Stack Overflow might as well be the official documentation for all programming languages, given how often it’s used by developers to complement their abilities. The Q&A site however is dramatically increasing its scope with “Stack Overflow Documentation”, self-described as the “biggest expansion to Stack Overflow since it first launched”.
Stack Overflow’s Kevin Montrose defines the new “Documentation” as a “community-curated, example-focused developer documentation, based on the principles of Stack Overflow”.
So, what is it exactly? Or better yet, how is it different from what Stack Overflow is now? Here’s the official description:
Documentation is broad, and it is a general reference. You aren’t documenting a specific problem you’re facing, you’re helping others deal with an entire class of problems by documenting.
The focus is on “examples” — in fact, topics in Documentation require “at least one example” in order to be created.
If you’re wondering if Documentation will get wider support — it already has.
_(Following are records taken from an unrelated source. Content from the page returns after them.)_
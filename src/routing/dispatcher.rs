//! Request dispatch.
//!
//! # Responsibilities
//! - Single entry point for every inbound request
//! - Classify the path, select a backend, forward through the matching handle
//! - Drive the retry / failure protocol
//!
//! # State Machine
//! ```text
//! attempts exhausted?                → 503
//! classify: creation → next alive peer (none → 503)
//!           room     → room owner    (none → 503)
//!           other    → 404
//! forward ──ok──▶ relay response
//!    │ err
//!    ├─ retries left  → sleep, retry same backend
//!    └─ retries spent → mark backend dead, attempts += 1, back to top
//! ```

use std::net::SocketAddr;
use std::sync::Arc;

use axum::body::Body;
use axum::http::{Request, Response};
use hyper::upgrade::OnUpgrade;

use crate::http::forward::ForwardScheme;
use crate::http::request::{request_id, ProxyRequest};
use crate::http::response;
use crate::load_balancer::{Backend, BackendPool};
use crate::resilience::{RetryPolicy, RoutingRecord};
use crate::routing::matcher::{RouteMatcher, RouteTarget};

/// Routes requests onto the backend pool.
#[derive(Debug)]
pub struct Dispatcher {
    pool: Arc<BackendPool>,
    matcher: RouteMatcher,
    policy: RetryPolicy,
    max_body_bytes: usize,
}

impl Dispatcher {
    pub fn new(
        pool: Arc<BackendPool>,
        matcher: RouteMatcher,
        policy: RetryPolicy,
        max_body_bytes: usize,
    ) -> Self {
        Self {
            pool,
            matcher,
            policy,
            max_body_bytes,
        }
    }

    /// Handle one inbound request to completion.
    pub async fn dispatch(&self, request: Request<Body>, client_addr: Option<SocketAddr>) -> Response<Body> {
        let path = request.uri().path().to_string();
        let request_id = request_id(request.headers()).to_string();

        tracing::debug!(
            request_id = %request_id,
            method = %request.method(),
            path = %path,
            "Incoming request"
        );

        let Some(target) = self.matcher.classify(&path) else {
            tracing::warn!(request_id = %request_id, path = %path, "URL doesn't match any resource");
            return response::not_found();
        };

        let (mut parts, body) = request.into_parts();
        let client_upgrade = parts.extensions.remove::<OnUpgrade>();
        let body = match axum::body::to_bytes(body, self.max_body_bytes).await {
            Ok(bytes) => bytes,
            Err(e) => {
                tracing::warn!(request_id = %request_id, error = %e, "Failed to buffer request body");
                return response::payload_too_large();
            }
        };
        let request = ProxyRequest::from_parts(parts, body, client_addr);

        self.route(target, &request, client_upgrade, &request_id).await
    }

    async fn route(
        &self,
        target: RouteTarget,
        request: &ProxyRequest,
        mut client_upgrade: Option<OnUpgrade>,
        request_id: &str,
    ) -> Response<Body> {
        let scheme = target.scheme();
        let mut record = RoutingRecord::default();

        loop {
            if self.policy.attempts_exhausted(record) {
                tracing::warn!(
                    request_id = %request_id,
                    path = %request.uri.path(),
                    attempts = record.attempts,
                    "Max attempts reached, terminating"
                );
                return response::service_unavailable();
            }

            let backend = match target.room_id() {
                None => match self.pool.next_alive_peer() {
                    Some(b) => b,
                    None => {
                        tracing::warn!(request_id = %request_id, "No alive backend for room creation");
                        return response::service_unavailable();
                    }
                },
                Some(room_id) => match self.pool.sticky_peer(room_id) {
                    Some(b) => b,
                    None => {
                        tracing::warn!(request_id = %request_id, room_id, "Server doesn't exist");
                        return response::unknown_server();
                    }
                },
            };

            tracing::debug!(
                request_id = %request_id,
                backend = %backend.address(),
                scheme = ?scheme,
                attempt = record.attempts,
                "Forwarding request"
            );

            match self
                .forward_with_retries(&backend, scheme, request, &mut client_upgrade, record, request_id)
                .await
            {
                Ok(response) => return response,
                Err(spent) => {
                    self.pool.mark_status(backend.address(), false);
                    tracing::warn!(
                        request_id = %request_id,
                        backend = %backend.address(),
                        attempt = spent.attempts + 1,
                        "Backend marked dead, re-dispatching"
                    );
                    record = spent.next_attempt();
                }
            }
        }
    }

    /// Forward to one backend, retrying transparently.
    /// On exhaustion returns the record as it stood at the last failure.
    async fn forward_with_retries(
        &self,
        backend: &Backend,
        scheme: ForwardScheme,
        request: &ProxyRequest,
        client_upgrade: &mut Option<OnUpgrade>,
        mut record: RoutingRecord,
        request_id: &str,
    ) -> Result<Response<Body>, RoutingRecord> {
        loop {
            match backend.forward(scheme, request, client_upgrade).await {
                Ok(response) => return Ok(response),
                Err(e) => {
                    record = record.retried();
                    tracing::warn!(
                        request_id = %request_id,
                        backend = %backend.address(),
                        retries = record.retries,
                        error = %e,
                        "Upstream error"
                    );
                    if !self.policy.may_retry(record) {
                        return Err(record);
                    }
                    tokio::time::sleep(self.policy.delay).await;
                }
            }
        }
    }
}

#[cfg(test)]
mod tests {
    use super::*;
    use crate::config::UpstreamConfig;
    use crate::http::client::UpstreamClient;
    use axum::http::StatusCode;

    fn dead_port() -> String {
        let listener = std::net::TcpListener::bind("127.0.0.1:0").unwrap();
        let addr = listener.local_addr().unwrap();
        drop(listener);
        addr.to_string()
    }

    fn dispatcher(addresses: &[String], capacity: u64) -> Dispatcher {
        let client = UpstreamClient::new(&UpstreamConfig::default());
        let mut pool = BackendPool::new(capacity);
        for a in addresses {
            pool.add_backend(Backend::new(a, false, client.clone()).unwrap());
        }
        let mut policy = RetryPolicy::default();
        policy.delay = std::time::Duration::from_millis(1);
        Dispatcher::new(Arc::new(pool), RouteMatcher::new(""), policy, 1024)
    }

    fn get(path: &str) -> Request<Body> {
        Request::builder().uri(path).body(Body::empty()).unwrap()
    }

    #[tokio::test]
    async fn unknown_path_is_404() {
        let d = dispatcher(&[dead_port()], 10);
        let res = d.dispatch(get("/elsewhere"), None).await;
        assert_eq!(res.status(), StatusCode::NOT_FOUND);
    }

    #[tokio::test]
    async fn room_out_of_range_is_503() {
        let d = dispatcher(&[dead_port()], 10);
        let res = d.dispatch(get("/ws/11"), None).await;
        assert_eq!(res.status(), StatusCode::SERVICE_UNAVAILABLE);
        assert!(d.pool.backends()[0].is_alive());
    }

    #[tokio::test]
    async fn unreachable_pool_exhausts_into_503() {
        let addrs = [dead_port(), dead_port(), dead_port()];
        let d = dispatcher(&addrs, 10);
        let res = d.dispatch(get("/room"), None).await;
        assert_eq!(res.status(), StatusCode::SERVICE_UNAVAILABLE);
        assert!(d.pool.backends().iter().all(|b| !b.is_alive()));
    }

    #[tokio::test]
    async fn sticky_failure_keeps_affinity() {
        let addrs = [dead_port(), dead_port()];
        let d = dispatcher(&addrs, 10);
        let res = d.dispatch(get("/room/15/state"), None).await;
        assert_eq!(res.status(), StatusCode::SERVICE_UNAVAILABLE);
        assert!(d.pool.backends()[0].is_alive());
        assert!(!d.pool.backends()[1].is_alive());
    }

    #[tokio::test]
    async fn oversized_body_is_rejected() {
        let d = dispatcher(&[dead_port()], 10);
        let req = Request::builder()
            .method("POST")
            .uri("/room")
            .body(Body::from(vec![0u8; 4096]))
            .unwrap();
        let res = d.dispatch(req, None).await;
        assert_eq!(res.status(), StatusCode::PAYLOAD_TOO_LARGE);
    }
}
Microsoft’s announced that docs.microsoft.com will integrate content from it.
It’s unclear whether other language stewards will follow in Microsoft’s footsteps, but it’s one heck of a vote of confidence.
Introducing Stack Overflow Documentation Beta [StackOverflow]
Comments
2 responses to “Stack Overflow’s ‘Documentation’ Wants To Be The One True Information Source For Programmers”
fantastic… monkey see, monkey do! that’s how i learned PHP, JS and MYSQL via stackoverflow
That’s awesome! So long as the documentation is fully downloadable for offline use without restrictions… maybe it’s not so awesome.